Everyone wants a smooth, reliable AI agent, but the reality of building a local engine is… messy. When we started building QuantaMind, we realized early on that the typical "throw it together and hope it works" approach wouldn't cut it. If you want a tool that actually gives you actionable data, you can't rely on luck. You have to build on strict engineering invariants.

The first big decision we made was separating concerns. We didn't want the inference core tangled up with our UI logic. So, we locked the inference core away in pure Rust modules, completely independent of the Tauri frontend. This gives us a massive advantage: we can verify our tests and run our eval engine without ever needing to spin up a windowing environment. It stays pure, fast, and testable.
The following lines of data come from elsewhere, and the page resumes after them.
//! Page regeneration middleware.
//!
//! Serves anonymous GET requests for public pages from [`PageCache`] while
//! the cached copy is fresh, and renders plus stores a new copy otherwise.

use std::sync::Arc;
use std::time::Instant;

use axum::{
    body::Body,
    extract::State,
    http::{
        HeaderName, HeaderValue, Method, Request, StatusCode,
        header::{COOKIE, SET_COOKIE},
    },
    middleware::Next,
    response::{IntoResponse, Response},
};
use metrics::{counter, gauge};
use tracing::{debug, instrument};

use super::{
    PageCacheConfig,
    store::{CachedPage, PageCache, PageKey},
};
use crate::infra::session::SESSION_COOKIE;

pub const CACHE_STATUS_HEADER: HeaderName = HeaderName::from_static("x-page-cache");

const MAX_CACHED_BODY: usize = 4 * 1024 * 1024;

#[derive(Clone)]
pub struct PageCacheState {
    pub config: PageCacheConfig,
    pub pages: Arc<PageCache>,
}

impl PageCacheState {
    pub fn new(config: PageCacheConfig) -> Self {
        Self {
            pages: Arc::new(PageCache::new(&config)),
            config,
        }
    }

    /// Drop every cached page after a content write.
    pub fn invalidate_all(&self, reason: &'static str) {
        self.pages.invalidate_all();
        counter!("blogers_page_cache_invalidation_total", "reason" => reason).increment(1);
        gauge!("blogers_page_cache_entries").set(0.0);
        debug!(reason, "page cache invalidated");
    }
}

#[instrument(skip_all, fields(path = %request.uri().path()))]
pub async fn page_cache_layer(
    State(cache): State<PageCacheState>,
    request: Request<Body>,
    next: Next,
) -> Response {
    if !cache.config.enabled || !is_cacheable_request(&request) {
        return next.run(request).await;
    }

    let key = PageKey::new(request.uri().path(), request.uri().query());
    if let Some(page) = cache.pages.get(&key, Instant::now()) {
        counter!("blogers_page_cache_hit_total").increment(1);
        debug!(outcome = "hit", "serving cached page");
        return build_response(page, "hit");
    }

    counter!("blogers_page_cache_miss_total").increment(1);
    let rendered_at = Instant::now();
    let response = next.run(request).await;
    if response.status() != StatusCode::OK || response.headers().contains_key(SET_COOKIE) {
        return response;
    }

    let (mut parts, body) = response.into_parts();
    let Ok(bytes) = axum::body::to_bytes(body, MAX_CACHED_BODY).await else {
        return StatusCode::INTERNAL_SERVER_ERROR.into_response();
    };

    let page = CachedPage {
        status: parts.status.as_u16(),
        headers: parts
            .headers
            .iter()
            .filter_map(|(k, v)| v.to_str().ok().map(|s| (k.to_string(), s.to_string())))
            .collect(),
        body: bytes.clone(),
        rendered_at,
    };
    if let Some(evicted) = cache.pages.put(key, page) {
        debug!(evicted = %evicted.path, "page cache at capacity");
    }
    gauge!("blogers_page_cache_entries").set(cache.pages.len() as f64);

    parts
        .headers
        .insert(CACHE_STATUS_HEADER, HeaderValue::from_static("miss"));
    Response::from_parts(parts, Body::from(bytes))
}

/// Anonymous GETs only; signed-in pages carry per-user chrome.
fn is_cacheable_request(request: &Request<Body>) -> bool {
    if request.method() != Method::GET {
        return false;
    }
    !request
        .headers()
        .get_all(COOKIE)
        .iter()
        .filter_map(|value| value.to_str().ok())
        .flat_map(|value| value.split(';'))
        .any(|pair| {
            pair.trim()
                .split_once('=')
                .is_some_and(|(name, _)| name == SESSION_COOKIE)
        })
}

fn build_response(page: CachedPage, outcome: &'static str) -> Response {
    let mut builder = Response::builder().status(page.status);
    for (name, value) in page.headers {
        if let Ok(header_value) = HeaderValue::from_str(&value) {
            builder = builder.header(name, header_value);
        }
    }

    builder
        .header(CACHE_STATUS_HEADER, outcome)
        .body(Body::from(page.body))
        .unwrap_or_else(|_| StatusCode::INTERNAL_SERVER_ERROR.into_response())
}

#[cfg(test)]
mod tests {
    use super::*;

    fn request(method: Method, cookie: Option<&str>) -> Request<Body> {
        let mut builder = Request::builder().method(method).uri("/");
        if let Some(cookie) = cookie {
            builder = builder.header(COOKIE, cookie);
        }
        builder.body(Body::empty()).expect("request")
    }

    #[test]
    fn only_anonymous_gets_are_cacheable() {
        assert!(is_cacheable_request(&request(Method::GET, None)));
        assert!(is_cacheable_request(&request(
            Method::GET,
            Some("theme=dark")
        )));
        assert!(!is_cacheable_request(&request(Method::POST, None)));
        assert!(!is_cacheable_request(&request(
            Method::GET,
            Some("theme=dark; blogers_session=abc")
        )));
    }
}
We also had to be uncompromising about the runtime. We mandate strict sequential execution. It’s the only way to ensure that VRAM measurements are clean—parallel runs just contaminate the data and give you "noisy" results. We pair this with greedy decoding (temperature set to 0) because, in the world of eval, "creative" isn't a feature; it’s a bug. You need repeatable scores, every single time.

Finally, we enforced a "Files < 100 lines" rule. It sounds restrictive, but it forces us to keep the codebase modular, readable, and—most importantly—actually maintainable.

If you’re building tools for local AI, stop building on shifting sands. If you want trust, you have to build on invariants.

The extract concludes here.